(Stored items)
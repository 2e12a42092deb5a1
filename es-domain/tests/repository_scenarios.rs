use anyhow::Result as AnyResult;
use es_domain::aggregate::Aggregate;
use es_domain::domain_event::CommitHeaders;
use es_domain::entity::Entity;
use es_domain::error::{DomainError, DomainResult};
use es_domain::persist::{AggregateRepository, EventSourcedRepository, InMemoryEventStore};
use es_domain::value_object::{AggregateId, Version};
use es_macros::{domain_event, entity};
use std::sync::Arc;

#[entity(event = SomeEvent)]
#[derive(Clone)]
struct SomeAggregate {
    value: String,
}

#[domain_event(version = 1)]
enum SomeEvent {
    Created { value: String },
    ValueChanged { new_value: String },
}

impl SomeAggregate {
    fn create(id: AggregateId, value: &str) -> Self {
        let mut agg = Self::rehydrate(id, Version::new());
        agg.raise(SomeEvent::Created {
            value: value.to_string(),
        });
        agg
    }

    fn change_value(&mut self, new_value: &str) -> DomainResult<()> {
        if new_value.is_empty() {
            return Err(DomainError::InvalidCommand {
                reason: "empty value".into(),
            });
        }
        self.raise(SomeEvent::ValueChanged {
            new_value: new_value.to_string(),
        });
        Ok(())
    }
}

impl Aggregate for SomeAggregate {
    const TYPE: &'static str = "some_aggregate";

    fn apply(&mut self, event: &Self::Event) {
        match event {
            SomeEvent::Created { value } => self.value = value.clone(),
            SomeEvent::ValueChanged { new_value } => self.value = new_value.clone(),
        }
    }
}

fn repository() -> (Arc<InMemoryEventStore>, EventSourcedRepository) {
    let store = Arc::new(InMemoryEventStore::new());
    let repo = EventSourcedRepository::builder()
        .store(store.clone())
        .build();
    (store, repo)
}

#[tokio::test]
async fn create_save_and_load() -> AnyResult<()> {
    let (store, repo) = repository();
    let id = AggregateId::new();

    let mut agg = SomeAggregate::create(id, "InitialValue");
    let commit = repo
        .save(&mut agg, CommitHeaders::default())
        .await?
        .expect("commit");

    assert_eq!(agg.version(), Version::from_value(1));
    assert!(agg.pending_events().is_empty());
    assert_eq!(commit.expected_version(), Version::new());
    assert_eq!(commit.version(), Version::from_value(1));
    assert_eq!(commit.events().len(), 1);
    assert_eq!(store.stream_version(&id), Version::from_value(1));

    let loaded: SomeAggregate = repo.get_by_id(&id).await?;
    assert_eq!(loaded.value, "InitialValue");
    assert_eq!(loaded.version(), Version::from_value(1));
    assert!(loaded.pending_events().is_empty());
    Ok(())
}

#[tokio::test]
async fn load_change_and_save() -> AnyResult<()> {
    let (_store, repo) = repository();
    let id = AggregateId::new();
    repo.save(&mut SomeAggregate::create(id, "InitialValue"), CommitHeaders::default())
        .await?;

    let mut agg: SomeAggregate = repo.get_by_id(&id).await?;
    agg.change_value("SomeValue")?;
    assert_eq!(agg.value, "SomeValue");
    assert_eq!(agg.version(), Version::from_value(1));

    repo.save(&mut agg, CommitHeaders::default()).await?;
    assert_eq!(agg.version(), Version::from_value(2));

    let loaded: SomeAggregate = repo.get_by_id(&id).await?;
    assert_eq!(loaded.value, "SomeValue");
    assert_eq!(loaded.version(), Version::from_value(2));
    Ok(())
}

#[tokio::test]
async fn concurrent_sessions_second_writer_conflicts() -> AnyResult<()> {
    let (store, repo) = repository();
    let id = AggregateId::new();
    repo.save(&mut SomeAggregate::create(id, "InitialValue"), CommitHeaders::default())
        .await?;

    let mut a1: SomeAggregate = repo.get_by_id(&id).await?;
    let mut a2: SomeAggregate = repo.get_by_id(&id).await?;

    a1.change_value("from a1")?;
    repo.save(&mut a1, CommitHeaders::default()).await?;
    assert_eq!(a1.version(), Version::from_value(2));

    a2.change_value("from a2")?;
    let err = repo
        .save(&mut a2, CommitHeaders::default())
        .await
        .unwrap_err();
    match err {
        DomainError::ConcurrencyConflict {
            aggregate_id,
            expected,
            actual,
        } => {
            assert_eq!(aggregate_id, id);
            assert_eq!(expected, Version::from_value(1));
            assert_eq!(actual, Version::from_value(2));
        }
        other => panic!("unexpected {other:?}"),
    }

    // 冲突后未提交事件保持原样，存储未被改动
    assert_eq!(a2.pending_events().len(), 1);
    assert_eq!(a2.version(), Version::from_value(1));
    assert_eq!(store.stream_version(&id), Version::from_value(2));

    let loaded: SomeAggregate = repo.get_by_id(&id).await?;
    assert_eq!(loaded.value, "from a1");
    Ok(())
}

#[tokio::test]
async fn unknown_identity_is_not_found() {
    let (_store, repo) = repository();
    let id = AggregateId::new();

    let err = AggregateRepository::<SomeAggregate>::get_by_id(&repo, &id)
        .await
        .unwrap_err();
    match err {
        DomainError::NotFound {
            aggregate_type,
            aggregate_id,
        } => {
            assert_eq!(aggregate_type, "some_aggregate");
            assert_eq!(aggregate_id, id);
        }
        other => panic!("unexpected {other:?}"),
    }
}

#[tokio::test]
async fn save_without_pending_events_is_noop() -> AnyResult<()> {
    let (store, repo) = repository();
    let id = AggregateId::new();
    repo.save(&mut SomeAggregate::create(id, "v"), CommitHeaders::default())
        .await?;

    let mut agg: SomeAggregate = repo.get_by_id(&id).await?;
    let outcome = repo.save(&mut agg, CommitHeaders::default()).await?;

    assert!(outcome.is_none());
    assert_eq!(agg.version(), Version::from_value(1));
    assert_eq!(store.commit_count(&id), 1);

    // 从未保存过的空聚合同样不会写入
    let mut fresh = SomeAggregate::rehydrate(AggregateId::new(), Version::new());
    assert!(repo.save(&mut fresh, CommitHeaders::default()).await?.is_none());
    assert_eq!(store.commit_count(fresh.id()), 0);
    Ok(())
}

#[tokio::test]
async fn multi_event_commit_round_trips() -> AnyResult<()> {
    let (store, repo) = repository();
    let id = AggregateId::new();

    let mut agg = SomeAggregate::create(id, "a");
    agg.change_value("b")?;
    agg.change_value("c")?;
    let headers = CommitHeaders::builder()
        .correlation_id("cor-1".to_string())
        .actor_type("user".to_string())
        .actor_id("u-1".to_string())
        .build();

    let commit = repo.save(&mut agg, headers.clone()).await?.expect("commit");
    assert_eq!(commit.events().len(), 3);
    assert_eq!(commit.headers(), &headers);
    assert_eq!(commit.aggregate_type(), "some_aggregate");
    assert_eq!(agg.version(), Version::from_value(3));
    assert_eq!(store.commit_count(&id), 1);

    let loaded: SomeAggregate = repo.get_by_id(&id).await?;
    assert_eq!(loaded.value, agg.value);
    assert_eq!(loaded.version(), agg.version());
    assert_eq!(
        serde_json::to_value(&loaded)?,
        serde_json::to_value(&agg)?
    );
    Ok(())
}

#[tokio::test]
async fn versions_increase_by_event_count() -> AnyResult<()> {
    let (store, repo) = repository();
    let id = AggregateId::new();
    repo.save(&mut SomeAggregate::create(id, "0"), CommitHeaders::default())
        .await?;

    let mut expected = 1;
    for batch in 1..=4 {
        let mut agg: SomeAggregate = repo.get_by_id(&id).await?;
        let before = agg.version();
        for i in 0..batch {
            agg.change_value(&format!("{batch}-{i}"))?;
        }
        let commit = repo
            .save(&mut agg, CommitHeaders::default())
            .await?
            .expect("commit");

        expected += batch;
        assert_eq!(commit.expected_version(), before);
        assert_eq!(agg.version(), Version::from_value(expected));
        assert!(agg.version() > before);
    }

    assert_eq!(store.stream_version(&id), Version::from_value(expected));
    assert_eq!(store.commit_count(&id), 5);
    Ok(())
}

#[tokio::test]
async fn business_rule_failure_leaves_store_untouched() -> AnyResult<()> {
    let (store, repo) = repository();
    let id = AggregateId::new();
    repo.save(&mut SomeAggregate::create(id, "v"), CommitHeaders::default())
        .await?;

    let mut agg: SomeAggregate = repo.get_by_id(&id).await?;
    let err = agg.change_value("").unwrap_err();
    assert!(matches!(err, DomainError::InvalidCommand { .. }));
    assert!(repo.save(&mut agg, CommitHeaders::default()).await?.is_none());
    assert_eq!(store.stream_version(&id), Version::from_value(1));
    Ok(())
}

#[tokio::test]
async fn racing_writers_exactly_one_wins_per_version() -> AnyResult<()> {
    let (store, repo) = repository();
    let repo = Arc::new(repo);
    let id = AggregateId::new();
    repo.save(&mut SomeAggregate::create(id, "start"), CommitHeaders::default())
        .await?;

    let mut handles = Vec::new();
    for n in 0..8 {
        let repo = repo.clone();
        handles.push(tokio::spawn(async move {
            let mut agg: SomeAggregate = repo.get_by_id(&id).await?;
            agg.change_value(&format!("writer-{n}"))?;
            repo.save(&mut agg, CommitHeaders::default()).await
        }));
    }

    let mut committed = 0;
    let mut conflicts = 0;
    for handle in handles {
        match handle.await? {
            Ok(Some(_)) => committed += 1,
            Err(DomainError::ConcurrencyConflict { .. }) => conflicts += 1,
            other => panic!("unexpected {other:?}"),
        }
    }

    assert!(committed >= 1);
    assert_eq!(committed + conflicts, 8);
    assert_eq!(
        store.stream_version(&id),
        Version::from_value(1 + committed)
    );
    Ok(())
}
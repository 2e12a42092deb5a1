//! 领域层统一错误定义
//!
//! 覆盖聚合仓储的完整错误分类：未找到、并发冲突、未处理事件类型、未知聚合类型、
//! 超时与存储后端故障，以及序列化/上抬与领域规则校验，便于各实现层统一转换为 `DomainError`。
//!
use crate::value_object::{AggregateId, Version};
use thiserror::Error;

/// 统一错误类型
#[non_exhaustive]
#[derive(Debug, Error)]
pub enum DomainError {
    // --- 仓储/聚合重建 ---
    #[error("aggregate not found: type={aggregate_type}, id={aggregate_id}")]
    NotFound {
        aggregate_type: String,
        aggregate_id: AggregateId,
    },
    #[error("concurrency conflict: id={aggregate_id}, expected={expected}, actual={actual}")]
    ConcurrencyConflict {
        aggregate_id: AggregateId,
        expected: Version,
        actual: Version,
    },
    #[error("unhandled event type: aggregate={aggregate_type}, event_type={event_type}")]
    UnhandledEventType {
        aggregate_type: String,
        event_type: String,
    },
    #[error("unknown aggregate type: {aggregate_type}")]
    UnknownAggregateType { aggregate_type: String },

    // --- 事件存储 ---
    #[error("invalid commit: {reason}")]
    InvalidCommit { reason: String },
    #[error("stream gap: id={aggregate_id}, expected={expected}, actual={actual}")]
    StreamGap {
        aggregate_id: AggregateId,
        expected: Version,
        actual: Version,
    },
    #[error("{operation} timed out: id={aggregate_id}")]
    Timeout {
        operation: &'static str,
        aggregate_id: AggregateId,
    },
    #[error("event store error: {reason}")]
    EventStore { reason: String },
    #[error("snapshot repository error: {reason}")]
    SnapshotRepository { reason: String },
    #[error("commit dispatch error: {reason}")]
    Dispatch { reason: String },

    // --- 序列化/事件上抬 ---
    #[error("serialization error: {source}")]
    Serde {
        #[from]
        source: serde_json::Error,
    },
    #[error("parse error: {reason}")]
    Parse { reason: String },
    #[error(
        "upcast failed: type={event_type}, from_version={from_version}, stage={stage:?}, reason={reason}"
    )]
    UpcastFailed {
        event_type: String,
        from_version: usize,
        stage: Option<&'static str>,
        reason: String,
    },
    #[error("type mismatch: expected={expected}, found={found}")]
    TypeMismatch { expected: String, found: String },

    // --- 领域规则/命令与状态 ---
    #[error("invalid command: {reason}")]
    InvalidCommand { reason: String },
    #[error("invalid state: {reason}")]
    InvalidState { reason: String },
}

impl DomainError {
    /// 是否可以从头重试整个 加载 → 业务逻辑 → 保存 流程
    ///
    /// 并发冲突需要调用方重新加载后重放业务逻辑；超时与存储故障因提交是全有或全无，
    /// 同样可以安全地重试。其余错误属于数据/代码不匹配或调用方错误，不应重试。
    pub fn is_retryable(&self) -> bool {
        matches!(
            self,
            DomainError::ConcurrencyConflict { .. }
                | DomainError::Timeout { .. }
                | DomainError::EventStore { .. }
        )
    }

    pub fn event_store(reason: impl Into<String>) -> Self {
        DomainError::EventStore {
            reason: reason.into(),
        }
    }

    pub fn snapshot_repository(reason: impl Into<String>) -> Self {
        DomainError::SnapshotRepository {
            reason: reason.into(),
        }
    }

    pub fn dispatch(reason: impl Into<String>) -> Self {
        DomainError::Dispatch {
            reason: reason.into(),
        }
    }
}

/// 统一 Result 类型别名
pub type DomainResult<T> = Result<T, DomainError>;

impl From<uuid::Error> for DomainError {
    fn from(err: uuid::Error) -> Self {
        DomainError::Parse {
            reason: err.to_string(),
        }
    }
}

__TASK PROMPT__.
Lines containing the string "impl" above: how many are there? Answer with the number only.

__ANSWER BOX__.
7